What this task involves:
Which lines of the entries contain the string "against"? Please find them and copy them.
═══ Available records ═══
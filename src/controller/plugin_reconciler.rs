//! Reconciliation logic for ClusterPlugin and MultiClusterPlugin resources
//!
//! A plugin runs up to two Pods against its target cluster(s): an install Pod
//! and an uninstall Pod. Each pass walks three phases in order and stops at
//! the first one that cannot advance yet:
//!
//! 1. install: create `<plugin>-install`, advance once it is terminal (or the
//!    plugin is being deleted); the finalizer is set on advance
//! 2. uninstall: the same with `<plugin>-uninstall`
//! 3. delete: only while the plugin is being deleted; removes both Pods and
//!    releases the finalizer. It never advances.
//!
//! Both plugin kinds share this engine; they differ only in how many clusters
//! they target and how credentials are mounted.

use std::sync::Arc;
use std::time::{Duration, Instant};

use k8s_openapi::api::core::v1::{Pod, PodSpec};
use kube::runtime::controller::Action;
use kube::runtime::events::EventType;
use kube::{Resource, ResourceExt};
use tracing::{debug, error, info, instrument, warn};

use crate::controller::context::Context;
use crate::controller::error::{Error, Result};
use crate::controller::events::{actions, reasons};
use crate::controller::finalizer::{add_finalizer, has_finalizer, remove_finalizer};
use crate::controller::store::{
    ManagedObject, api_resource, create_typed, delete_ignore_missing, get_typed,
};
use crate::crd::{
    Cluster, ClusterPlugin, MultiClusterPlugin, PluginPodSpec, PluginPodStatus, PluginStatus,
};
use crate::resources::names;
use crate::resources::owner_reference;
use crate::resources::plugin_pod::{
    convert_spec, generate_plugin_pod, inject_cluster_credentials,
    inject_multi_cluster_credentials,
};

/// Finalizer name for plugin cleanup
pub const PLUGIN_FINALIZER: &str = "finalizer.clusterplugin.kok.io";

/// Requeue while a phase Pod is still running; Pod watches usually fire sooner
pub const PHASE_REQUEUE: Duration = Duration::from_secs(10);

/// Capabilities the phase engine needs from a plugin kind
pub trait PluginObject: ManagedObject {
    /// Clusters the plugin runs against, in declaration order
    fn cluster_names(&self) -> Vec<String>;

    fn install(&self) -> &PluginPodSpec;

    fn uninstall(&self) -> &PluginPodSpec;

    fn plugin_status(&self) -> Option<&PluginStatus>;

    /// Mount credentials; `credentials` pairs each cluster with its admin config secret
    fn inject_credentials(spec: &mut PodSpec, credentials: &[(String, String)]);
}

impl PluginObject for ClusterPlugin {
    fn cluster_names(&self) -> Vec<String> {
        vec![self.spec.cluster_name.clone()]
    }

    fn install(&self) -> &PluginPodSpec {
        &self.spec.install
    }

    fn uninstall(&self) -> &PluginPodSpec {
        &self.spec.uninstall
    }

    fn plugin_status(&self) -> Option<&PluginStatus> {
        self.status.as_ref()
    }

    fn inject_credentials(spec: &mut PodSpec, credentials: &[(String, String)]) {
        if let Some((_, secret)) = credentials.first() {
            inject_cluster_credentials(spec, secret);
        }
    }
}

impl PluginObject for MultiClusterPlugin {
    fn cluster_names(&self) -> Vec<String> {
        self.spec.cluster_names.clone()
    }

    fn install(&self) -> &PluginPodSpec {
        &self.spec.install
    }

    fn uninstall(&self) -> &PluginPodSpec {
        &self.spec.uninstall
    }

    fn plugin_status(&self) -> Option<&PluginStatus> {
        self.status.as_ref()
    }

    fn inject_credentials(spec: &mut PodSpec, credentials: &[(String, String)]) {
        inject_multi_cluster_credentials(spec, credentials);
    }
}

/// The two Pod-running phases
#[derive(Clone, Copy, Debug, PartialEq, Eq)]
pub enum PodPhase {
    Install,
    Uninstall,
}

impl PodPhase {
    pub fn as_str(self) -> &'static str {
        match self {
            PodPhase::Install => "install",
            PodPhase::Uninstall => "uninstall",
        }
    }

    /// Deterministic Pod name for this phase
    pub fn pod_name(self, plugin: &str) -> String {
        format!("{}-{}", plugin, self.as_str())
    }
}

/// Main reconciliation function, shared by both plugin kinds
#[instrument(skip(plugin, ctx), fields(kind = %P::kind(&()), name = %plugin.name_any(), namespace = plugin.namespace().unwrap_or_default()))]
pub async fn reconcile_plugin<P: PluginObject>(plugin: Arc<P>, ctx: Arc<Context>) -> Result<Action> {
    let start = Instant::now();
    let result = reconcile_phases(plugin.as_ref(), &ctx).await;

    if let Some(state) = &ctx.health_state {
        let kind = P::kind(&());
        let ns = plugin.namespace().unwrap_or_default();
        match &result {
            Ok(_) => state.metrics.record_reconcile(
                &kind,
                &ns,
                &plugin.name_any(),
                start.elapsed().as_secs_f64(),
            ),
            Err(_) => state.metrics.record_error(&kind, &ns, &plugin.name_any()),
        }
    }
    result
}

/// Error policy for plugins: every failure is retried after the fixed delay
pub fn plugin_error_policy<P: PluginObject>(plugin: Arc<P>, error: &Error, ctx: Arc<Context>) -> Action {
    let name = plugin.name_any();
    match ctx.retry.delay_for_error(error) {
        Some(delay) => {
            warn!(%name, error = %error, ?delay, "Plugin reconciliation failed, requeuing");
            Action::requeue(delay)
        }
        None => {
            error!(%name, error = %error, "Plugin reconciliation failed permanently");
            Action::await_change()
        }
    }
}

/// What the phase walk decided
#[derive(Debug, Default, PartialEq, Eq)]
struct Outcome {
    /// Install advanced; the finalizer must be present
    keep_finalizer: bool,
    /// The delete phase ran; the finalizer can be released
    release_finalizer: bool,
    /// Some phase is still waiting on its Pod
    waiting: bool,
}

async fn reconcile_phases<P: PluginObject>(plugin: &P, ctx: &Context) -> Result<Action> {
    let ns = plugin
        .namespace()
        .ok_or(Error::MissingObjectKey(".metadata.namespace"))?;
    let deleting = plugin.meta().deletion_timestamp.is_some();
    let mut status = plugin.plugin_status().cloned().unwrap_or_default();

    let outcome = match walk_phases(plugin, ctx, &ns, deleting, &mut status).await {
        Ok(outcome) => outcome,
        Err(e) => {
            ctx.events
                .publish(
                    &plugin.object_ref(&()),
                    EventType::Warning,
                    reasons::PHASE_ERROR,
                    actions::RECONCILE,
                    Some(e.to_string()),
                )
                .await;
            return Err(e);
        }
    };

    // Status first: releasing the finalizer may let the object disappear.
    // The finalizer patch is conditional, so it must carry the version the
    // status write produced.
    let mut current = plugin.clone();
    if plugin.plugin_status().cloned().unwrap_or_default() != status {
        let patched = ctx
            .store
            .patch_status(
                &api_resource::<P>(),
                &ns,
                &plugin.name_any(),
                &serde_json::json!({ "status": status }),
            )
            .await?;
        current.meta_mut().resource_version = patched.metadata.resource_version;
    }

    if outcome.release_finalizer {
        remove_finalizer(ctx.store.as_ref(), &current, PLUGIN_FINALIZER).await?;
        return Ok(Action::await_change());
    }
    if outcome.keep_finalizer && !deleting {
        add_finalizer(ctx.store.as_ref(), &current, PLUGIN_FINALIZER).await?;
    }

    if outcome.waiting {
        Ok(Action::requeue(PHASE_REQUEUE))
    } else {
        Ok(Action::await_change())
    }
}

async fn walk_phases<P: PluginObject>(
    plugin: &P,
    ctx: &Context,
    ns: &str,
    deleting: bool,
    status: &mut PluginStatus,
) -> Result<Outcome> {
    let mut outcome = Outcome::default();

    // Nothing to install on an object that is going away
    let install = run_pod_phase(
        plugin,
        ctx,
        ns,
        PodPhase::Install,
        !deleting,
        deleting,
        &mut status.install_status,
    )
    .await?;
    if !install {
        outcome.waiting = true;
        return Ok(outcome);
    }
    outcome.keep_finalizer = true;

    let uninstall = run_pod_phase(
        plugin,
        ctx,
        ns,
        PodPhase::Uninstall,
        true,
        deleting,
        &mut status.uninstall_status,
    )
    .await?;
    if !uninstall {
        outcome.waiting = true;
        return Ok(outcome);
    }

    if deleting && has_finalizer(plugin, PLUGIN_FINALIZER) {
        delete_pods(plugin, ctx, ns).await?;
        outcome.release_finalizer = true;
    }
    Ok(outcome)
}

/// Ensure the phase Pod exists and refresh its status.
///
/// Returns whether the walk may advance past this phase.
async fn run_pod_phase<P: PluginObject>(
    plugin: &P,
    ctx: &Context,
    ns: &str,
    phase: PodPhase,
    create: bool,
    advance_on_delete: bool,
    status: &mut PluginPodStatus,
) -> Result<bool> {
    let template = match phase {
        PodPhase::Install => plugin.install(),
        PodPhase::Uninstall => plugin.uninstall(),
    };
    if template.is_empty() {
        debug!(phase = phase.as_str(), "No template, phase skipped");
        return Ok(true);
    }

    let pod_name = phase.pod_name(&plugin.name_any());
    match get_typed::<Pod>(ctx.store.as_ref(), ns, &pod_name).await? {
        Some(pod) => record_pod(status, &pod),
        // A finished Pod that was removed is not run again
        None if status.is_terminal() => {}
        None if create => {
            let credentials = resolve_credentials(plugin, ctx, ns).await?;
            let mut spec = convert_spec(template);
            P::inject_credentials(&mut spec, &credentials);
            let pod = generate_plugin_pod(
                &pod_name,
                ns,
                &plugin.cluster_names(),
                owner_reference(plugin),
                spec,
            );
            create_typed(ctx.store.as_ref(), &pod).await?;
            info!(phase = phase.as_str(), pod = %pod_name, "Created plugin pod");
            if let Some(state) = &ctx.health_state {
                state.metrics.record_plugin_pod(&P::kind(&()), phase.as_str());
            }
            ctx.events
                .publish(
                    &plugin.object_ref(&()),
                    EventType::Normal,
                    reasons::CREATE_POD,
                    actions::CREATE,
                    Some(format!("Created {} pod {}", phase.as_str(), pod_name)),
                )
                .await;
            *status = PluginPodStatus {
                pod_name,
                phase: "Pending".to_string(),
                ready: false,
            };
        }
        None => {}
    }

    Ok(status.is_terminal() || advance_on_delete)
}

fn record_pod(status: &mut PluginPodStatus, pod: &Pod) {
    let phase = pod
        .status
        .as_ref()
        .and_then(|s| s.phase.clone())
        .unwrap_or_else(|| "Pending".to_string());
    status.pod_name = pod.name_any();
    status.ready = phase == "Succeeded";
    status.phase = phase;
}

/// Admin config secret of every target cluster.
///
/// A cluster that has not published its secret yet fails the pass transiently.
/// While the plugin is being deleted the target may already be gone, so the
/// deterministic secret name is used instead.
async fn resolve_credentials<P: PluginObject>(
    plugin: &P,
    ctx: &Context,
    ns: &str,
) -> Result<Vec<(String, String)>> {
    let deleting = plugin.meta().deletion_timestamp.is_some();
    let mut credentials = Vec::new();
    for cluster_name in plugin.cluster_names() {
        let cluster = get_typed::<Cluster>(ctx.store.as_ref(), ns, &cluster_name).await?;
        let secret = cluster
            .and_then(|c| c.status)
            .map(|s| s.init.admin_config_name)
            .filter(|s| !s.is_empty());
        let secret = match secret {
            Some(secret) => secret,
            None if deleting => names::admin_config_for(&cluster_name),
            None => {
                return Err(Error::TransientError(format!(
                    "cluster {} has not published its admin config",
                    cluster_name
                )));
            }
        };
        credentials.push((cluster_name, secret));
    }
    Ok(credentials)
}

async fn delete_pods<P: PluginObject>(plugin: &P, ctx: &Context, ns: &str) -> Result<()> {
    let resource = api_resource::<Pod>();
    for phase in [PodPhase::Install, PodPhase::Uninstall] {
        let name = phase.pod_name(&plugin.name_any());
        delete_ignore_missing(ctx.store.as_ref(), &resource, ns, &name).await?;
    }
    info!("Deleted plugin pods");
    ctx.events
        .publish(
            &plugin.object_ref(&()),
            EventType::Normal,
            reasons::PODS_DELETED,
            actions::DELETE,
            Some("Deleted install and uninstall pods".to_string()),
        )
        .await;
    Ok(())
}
═══
Solution:
//! A plugin runs up to two Pods against its target cluster(s): an install Pod
    /// Clusters the plugin runs against, in declaration order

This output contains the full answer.